Senior officials in these institutions confirmed to Al Bayan their positive outlook for the precious metal, that it will remain a basic element in the diversified investment portfolio, and that strong demand from Asian central banks, especially from China and India, will maintain a balance between supply and demand levels.

Alternative opportunities
Manpreet Gill, chief investment officer for Africa, the Middle East and Europe at Standard Chartered, expects gold prices to stabilize at $2,450 to $2,500 per ounce over the next six to 12 months. According to Gill, this forecast is based on two main factors, the first of which is the expectation that US dollar bond yields will gradually decline as the Federal Reserve begins its rate-cutting cycle.
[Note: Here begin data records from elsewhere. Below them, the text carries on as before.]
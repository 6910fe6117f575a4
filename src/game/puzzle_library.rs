use std::rc::Rc;

use chrono::{Datelike, NaiveDate};
use log::trace;

use crate::model::{Puzzle, PuzzleDefect};

/// Ordered puzzle content. The library never decides which puzzle "today"
/// is; callers pass an explicit date to `index_for_date` (or an index of
/// their own) so scheduling stays outside the core and tests stay
/// deterministic.
pub struct PuzzleLibrary {
    puzzles: Vec<Rc<Puzzle>>,
}

#[derive(Debug)]
pub enum PuzzleLoadError {
    Parse(serde_json::Error),
    Defect { puzzle_index: usize, defect: PuzzleDefect },
    Empty,
}

impl std::fmt::Display for PuzzleLoadError {
    fn fmt(&self, f: &mut std::fmt::Formatter<'_>) -> std::fmt::Result {
        match self {
            PuzzleLoadError::Parse(err) => write!(f, "unparseable puzzle content: {}", err),
            PuzzleLoadError::Defect { puzzle_index, defect } => {
                write!(f, "puzzle {} is malformed: {}", puzzle_index, defect)
            }
            PuzzleLoadError::Empty => write!(f, "puzzle content contains no puzzles"),
        }
    }
}

impl std::error::Error for PuzzleLoadError {}

impl PuzzleLibrary {
    pub fn from_json(content: &str) -> Result<Self, PuzzleLoadError> {
        let puzzles: Vec<Puzzle> =
            serde_json::from_str(content).map_err(PuzzleLoadError::Parse)?;
        if puzzles.is_empty() {
            return Err(PuzzleLoadError::Empty);
        }
        for (puzzle_index, puzzle) in puzzles.iter().enumerate() {
            puzzle
                .validate()
                .map_err(|defect| PuzzleLoadError::Defect { puzzle_index, defect })?;
        }
        trace!(target: "puzzle_library", "Loaded {} puzzles", puzzles.len());
        Ok(Self {
            puzzles: puzzles.into_iter().map(Rc::new).collect(),
        })
    }

    /// The puzzle set shipped with the game.
    pub fn bundled() -> Self {
        Self::from_json(include_str!("../../data/puzzles.json"))
            .expect("bundled puzzle data is valid")
    }

    pub fn len(&self) -> usize {
        self.puzzles.len()
    }

    pub fn is_empty(&self) -> bool {
        self.puzzles.is_empty()
    }

    pub fn get(&self, index: usize) -> Option<Rc<Puzzle>> {
        self.puzzles.get(index).cloned()
    }

    /// Daily rotation: day-of-year modulo library size.
    pub fn index_for_date(&self, date: NaiveDate) -> usize {
        date.ordinal() as usize % self.puzzles.len()
    }
}
#![doc = "ocr-batch-core: core logic library for ocr-batch."]

//! This crate holds the data model, the provider adapter and the batch pipeline.
//! The CLI crate only parses arguments, loads configuration and wires these
//! pieces together.
//!
//! # Usage
//! Build a [`provider::BedrockAdapter`] (or any [`contract::InferenceProvider`]),
//! a [`dispatch::Dispatcher`] and an [`emit::OutputEmitter`], hand them to
//! [`batch::BatchOrchestrator::new`], then call `run_directory`.

pub mod batch;
pub mod config;
pub mod contract;
pub mod discovery;
pub mod dispatch;
pub mod emit;
pub mod pages;
pub mod prompts;
pub mod provider;
pub mod wire;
This is usually a tailwind for gold, as bond yields represent the main alternative to holding the non-yielding metal.

The second factor is the expectations of continued strong demand for the metal by central banks, which is expected to maintain the balance of supply and demand. It is worth noting here that we expect demand for gold to remain strong in major markets such as India, especially in light of the well-supported economic growth and changes in tax policies that we have recently witnessed.

“We typically see real bond yields (net of inflation) as one of the main drivers of gold prices,” said Gill. “As we know, gold does not offer a return, so it tends to be very sensitive to changes in US dollar bond yields, which are the main alternative to holding the precious metal. This relationship has held up well over the past several decades, and it also helps explain gold’s gains in recent weeks, which we believe have been driven by rising expectations of a Fed rate cut and, therefore, lower bond yields in the near future.”

He added: But this relationship has broken down over the past two years. So, we believe that the strong demand from central banks since 2022 explains this. It is worth noting that after the start of the war in Ukraine, central bank demand for gold rose sharply, which means that price declines were less deep than usual, and that strong demand from central banks led to a tighter balance between supply and demand.

He noted that gold performs well as a risk-off asset class – for example, we have seen it rise when stocks decline, however, this negative correlation tends to only last for relatively short periods of time.

Gold prices have seen a significant rise over the past 18 months, supported by strong demand from central banks and strong physical demand for the precious metal in Asia, said Mohammed Al Fahim, Managing Director and Head of BlackRock in the UAE.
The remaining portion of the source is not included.